### Activity
Look through the entries that follow and return each line that has the string "amount".

________________________________________

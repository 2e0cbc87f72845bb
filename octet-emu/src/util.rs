//
// Copyright (C) 2023 Ariel Abreu
//
// This Source Code Form is subject to the terms of the Mozilla Public
// License, v. 2.0. If a copy of the MPL was not distributed with this
// file, You can obtain one at http://mozilla.org/MPL/2.0/.
//

use std::{
	cmp::Ordering,
	ops::{Index, IndexMut},
};

use auto_ops::*;
use bitflags::bitflags;
use octet_isa::{JumpCondition, Register};

bitflags! {
	/// Condition bits written by `cmpb`. At most one is ever set.
	#[derive(Debug, Clone, Copy, PartialEq, Eq)]
	pub struct Flags: u32 {
		const ZERO = 1 << 0;
		const GREATER = 1 << 1;
		const LESS = 1 << 2;
	}
}

#[derive(Debug, Clone, Copy, PartialEq, Eq, Default)]
pub struct RegisterFile([i32; Register::COUNT]);

/// Position inside the bytecode image. Arithmetic wraps.
#[derive(Debug, Clone, Copy, PartialEq, Eq, PartialOrd, Ord, Default)]
pub struct BytecodeOffset(usize);

impl Flags {
	/// Replaces the comparison bits with the one matching `ordering`.
	pub fn set_comparison(&mut self, ordering: Ordering) {
		self.remove(Self::all());
		self.insert(match ordering {
			Ordering::Less => Self::LESS,
			Ordering::Equal => Self::ZERO,
			Ordering::Greater => Self::GREATER,
		});
	}

	pub fn test_condition(&self, condition: JumpCondition) -> bool {
		condition.test(
			self.contains(Self::ZERO),
			self.contains(Self::GREATER),
			self.contains(Self::LESS),
		)
	}
}

impl RegisterFile {
	pub const fn new() -> Self {
		Self([0; Register::COUNT])
	}
}

impl Index<Register> for RegisterFile {
	type Output = i32;

	fn index(&self, index: Register) -> &Self::Output {
		&self.0[index.index()]
	}
}

impl IndexMut<Register> for RegisterFile {
	fn index_mut(&mut self, index: Register) -> &mut Self::Output {
		&mut self.0[index.index()]
	}
}

impl BytecodeOffset {
	pub const fn new(offset: usize) -> Self {
		Self(offset)
	}

	pub const fn get(&self) -> usize {
		self.0
	}
}

impl_op_ex!(+ |offset: &BytecodeOffset, amount: &usize| -> BytecodeOffset { BytecodeOffset::new(offset.0.wrapping_add(*amount)) });
impl_op_ex!(- |offset: &BytecodeOffset, amount: &usize| -> BytecodeOffset { BytecodeOffset::new(offset.0.wrapping_sub(*amount)) });
impl_op_ex!(+= |offset: &mut BytecodeOffset, amount: &usize| { *offset = *offset + amount; });
impl_op_ex!(-= |offset: &mut BytecodeOffset, amount: &usize| { *offset = *offset - amount; });

impl From<usize> for BytecodeOffset {
	fn from(value: usize) -> Self {
		Self::new(value)
	}
}

impl From<BytecodeOffset> for usize {
	fn from(value: BytecodeOffset) -> Self {
		value.0
	}
}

________________________________________

### Solution
impl_op_ex!(+ |offset: &BytecodeOffset, amount: &usize| -> BytecodeOffset { BytecodeOffset::new(offset.0.wrapping_add(*amount)) });
impl_op_ex!(- |offset: &BytecodeOffset, amount: &usize| -> BytecodeOffset { BytecodeOffset::new(offset.0.wrapping_sub(*amount)) });
impl_op_ex!(+= |offset: &mut BytecodeOffset, amount: &usize| { *offset = *offset + amount; });
impl_op_ex!(-= |offset: &mut BytecodeOffset, amount: &usize| { *offset = *offset - amount; });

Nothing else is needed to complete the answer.